On Monday, one day after the 44th anniversary of Roe v. Wade, President Trump reinstated the “Global Gag Rule.” What is the Global Gag Rule, you ask? Also known as the “Mexico City Policy,” it prevents funding from the United States from going to foreign health organizations that provide, or even talk about, abortion. It’s been a controversial measure from its creation in the 1980s, and pro-choice organizations argue that the reinstatement of the policy will negatively impact women’s access to contraception and healthcare all over the world.
It has been illegal for U.S. foreign aid to be used to fund abortion since the passage of the Helms Amendment in 1973. In 1984, however, policymakers decided to go a step further by creating the Mexico City Policy (named for the site of the U.N. International Conference on Population that year). The Mexico City Policy, often referred to as the “Global Gag Rule,” states that the U.S. government will not give foreign assistance to nongovernmental organizations (NGOs) which “perform or actively promote abortion as a method of family planning in other nations.” Since 1984, the policy has gone back and forth, depending on the political leanings of the president. Originally put in place by Ronald Reagan, the rule was rescinded by Bill Clinton in 1993, put back in place by George W.Bush in 2001, and rescinded again by Barack Obama in 2009.
To be clear, it is already illegal for U.S. aid to directly fund abortions overseas. What the global gag rule does is also make it illegal for NGOs to take U.S. aid if they perform abortions (even when they do so with separate, non-U.S. funding), or if they “promote” abortions. That means that they cannot provide abortion information, counseling, or referrals without giving up their U.S. funding, regardless of the abortion policies of the countries in which they are based. Thus, the policy effectively forces NGOs to choose between receiving U.S. foreign aid and being able to talk to their patients about abortion. (The rule does have an exception for cases of rape, incest, and danger to a mother’s life.)

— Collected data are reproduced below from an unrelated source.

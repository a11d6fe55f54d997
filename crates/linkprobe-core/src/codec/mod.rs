//! Controller wire format.
//!
//! Every frame is a JSON object `{ "code": <int>, "data": <object> }`.
//! Completion payloads echo the request envelope back under the reserved
//! `echo` key so the controller can match responses without tracking a
//! request window.

mod envelope;
mod error;
mod message;

pub use envelope::{decode, encode, Envelope};
pub use error::ProtocolError;
pub use message::{codes, CorrelationToken, FetchedLink, Inbound, Outbound};
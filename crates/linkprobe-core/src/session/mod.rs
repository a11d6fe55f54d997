//! Controller session state machine.
//!
//! Pure state: the service feeds it transport outcomes and watchdog ticks and
//! gets back the delay after which to reconnect. No timers live here, so the
//! backoff behaviour is testable without a clock.

mod policy;
mod state;

pub use policy::ReconnectPolicy;
pub use state::{ConnectionSession, SessionState};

Reproductive rights advocates argue that, if the intention of the global gag rule is to stop abortion, its implementation will have the opposite effect. By cutting funding to much-needed reproductive health organizations, the policy will ultimately decrease access to contraception, leading to more unplanned pregnancies and more abortions— and, in particular, to more unsafe abortions. According to a 2015 report by the Guttmacher Institute, when the global gag rule as been in affect under previous presidents,
[H]ealth providers have been forced to fire staff, reduce their services or even close their clinics altogether. Thousands of women lost access to family planning and reproductive health services from trusted local providers—sometimes the only provider of these services in their community—putting them at risk of unintended pregnancy and unsafe abortion.
The World Health Organization reports that unsafe abortion kills 47,000 women every year; these deaths comprise 13 percent of maternal deaths globally.
Given the pattern of rescinding and reinstating the global gag rule during previous presidencies, it’s not terribly surprising that Trump has followed suit and put the policy back in place. Only three days into his term, however, it is a striking opening volley against reproductive rights from a president who has vowed to appoint Supreme Court justices to overturn Roe v. Wade.